- _EXERCISE PROMPT_
Could you output each line of the data that follows exactly?

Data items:

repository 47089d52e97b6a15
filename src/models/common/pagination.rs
use serde::{Deserialize, Serialize};
use ts_rs::TS;

// 分页查询参数
#[derive(Debug, Clone, Deserialize, TS)]
#[ts(export, export_to = "../frontend/src/types/generated/pagination.ts")]
pub struct PaginationQuery {
    #[serde(
        default = "default_page",
        deserialize_with = "deserialize_string_to_i64"
    )]
    pub page: i64,
    #[serde(
        default = "default_size",
        deserialize_with = "deserialize_string_to_i64"
    )]
    pub size: i64,
}

// 分页响应信息
#[derive(Debug, Clone, Serialize, Deserialize, TS)]
#[ts(export, export_to = "../frontend/src/types/generated/pagination.ts")]
pub struct PaginationInfo {
    pub page: i64,
    pub page_size: i64,
    pub total: i64,
    pub total_pages: i64,
}

// 分页列表响应
#[derive(Debug, Clone, Serialize, Deserialize, TS)]
#[ts(export, export_to = "../frontend/src/types/generated/pagination.ts")]
pub struct PaginatedResponse<T: TS> {
    pub items: Vec<T>,
    pub pagination: PaginationInfo,
}

// 自定义反序列化函数，支持字符串到i64的转换
fn deserialize_string_to_i64<'de, D>(deserializer: D) -> Result<i64, D::Error>
where
    D: serde::Deserializer<'de>,
{
    use serde::de::{Error, Unexpected, Visitor};
    use std::fmt;

    struct I64Visitor;

    impl<'de> Visitor<'de> for I64Visitor {
        type Value = i64;

        fn expecting(&self, formatter: &mut fmt::Formatter) -> fmt::Result {
            formatter.write_str("an integer or a string containing an integer")
        }

        fn visit_i64<E>(self, value: i64) -> Result<Self::Value, E>
        where
            E: Error,
        {
            Ok(value)
        }

        fn visit_u64<E>(self, value: u64) -> Result<Self::Value, E>
        where
            E: Error,
        {
            if value <= i64::MAX as u64 {
                Ok(value as i64)
            } else {
                Err(Error::invalid_value(Unexpected::Unsigned(value), &self))
            }
        }

        fn visit_str<E>(self, value: &str) -> Result<Self::Value, E>
        where
            E: Error,
        {
            value
                .parse()
                .map_err(|_| Error::invalid_value(Unexpected::Str(value), &self))
        }
    }

    deserializer.deserialize_any(I64Visitor)
}

fn default_page() -> i64 {
    1
}

fn default_size() -> i64 {
    10
}

impl Default for PaginationQuery {
    fn default() -> Self {
        Self { page: 1, size: 10 }
    }
}
//! SRMS - 学生信息管理系统后端服务
//!
//! 基于 Actix Web 构建的学生、教师、班级、课程与成绩管理后端。
//!
//! # 架构
//! - `config`: 配置管理
//! - `entity`: SeaORM 数据库实体
//! - `errors`: 统一错误处理
//! - `middlewares`: 认证授权中间件
//! - `models`: 数据模型定义
//! - `routes`: API 路由层
//! - `runtime`: 运行时生命周期管理
//! - `services`: 业务逻辑层（校验规则、绩点与统计引擎）
//! - `storage`: 数据存储层（SeaORM）
//! - `utils`: 工具函数

pub mod config;
pub mod entity;
pub mod errors;
pub mod middlewares;
pub mod models;
pub mod routes;
pub mod runtime;
pub mod services;
pub mod storage;
pub mod utils;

- _SOLUTION BELOW_
repository 47089d52e97b6a15
filename src/models/common/pagination.rs
use serde::{Deserialize, Serialize};
use ts_rs::TS;

// 分页查询参数
#[derive(Debug, Clone, Deserialize, TS)]
#[ts(export, export_to = "../frontend/src/types/generated/pagination.ts")]
pub struct PaginationQuery {
    #[serde(
        default = "default_page",
        deserialize_with = "deserialize_string_to_i64"
    )]
    pub page: i64,
    #[serde(
        default = "default_size",
        deserialize_with = "deserialize_string_to_i64"
    )]
    pub size: i64,
}

// 分页响应信息
#[derive(Debug, Clone, Serialize, Deserialize, TS)]
#[ts(export, export_to = "../frontend/src/types/generated/pagination.ts")]
pub struct PaginationInfo {
    pub page: i64,
    pub page_size: i64,
    pub total: i64,
    pub total_pages: i64,
}

// 分页列表响应
#[derive(Debug, Clone, Serialize, Deserialize, TS)]
#[ts(export, export_to = "../frontend/src/types/generated/pagination.ts")]
pub struct PaginatedResponse<T: TS> {
    pub items: Vec<T>,
    pub pagination: PaginationInfo,
}

// 自定义反序列化函数，支持字符串到i64的转换
fn deserialize_string_to_i64<'de, D>(deserializer: D) -> Result<i64, D::Error>
where
    D: serde::Deserializer<'de>,
{
    use serde::de::{Error, Unexpected, Visitor};
    use std::fmt;

    struct I64Visitor;

    impl<'de> Visitor<'de> for I64Visitor {
        type Value = i64;

        fn expecting(&self, formatter: &mut fmt::Formatter) -> fmt::Result {
            formatter.write_str("an integer or a string containing an integer")
        }

        fn visit_i64<E>(self, value: i64) -> Result<Self::Value, E>
        where
            E: Error,
        {
            Ok(value)
        }

        fn visit_u64<E>(self, value: u64) -> Result<Self::Value, E>
        where
            E: Error,
        {
            if value <= i64::MAX as u64 {
                Ok(value as i64)
            } else {
                Err(Error::invalid_value(Unexpected::Unsigned(value), &self))
            }
        }

        fn visit_str<E>(self, value: &str) -> Result<Self::Value, E>
        where
            E: Error,
        {
            value
                .parse()
                .map_err(|_| Error::invalid_value(Unexpected::Str(value), &self))
        }
    }

    deserializer.deserialize_any(I64Visitor)
}

fn default_page() -> i64 {
    1
}

fn default_size() -> i64 {
    10
}

impl Default for PaginationQuery {
    fn default() -> Self {
        Self { page: 1, size: 10 }
    }
}
//! SRMS - 学生信息管理系统后端服务
//!
//! 基于 Actix Web 构建的学生、教师、班级、课程与成绩管理后端。
//!
//! # 架构
//! - `config`: 配置管理
//! - `entity`: SeaORM 数据库实体
//! - `errors`: 统一错误处理
//! - `middlewares`: 认证授权中间件
//! - `models`: 数据模型定义
//! - `routes`: API 路由层
//! - `runtime`: 运行时生命周期管理
//! - `services`: 业务逻辑层（校验规则、绩点与统计引擎）
//! - `storage`: 数据存储层（SeaORM）
//! - `utils`: 工具函数

pub mod config;
pub mod entity;
pub mod errors;
pub mod middlewares;
pub mod models;
pub mod routes;
pub mod runtime;
pub mod services;
pub mod storage;
pub mod utils;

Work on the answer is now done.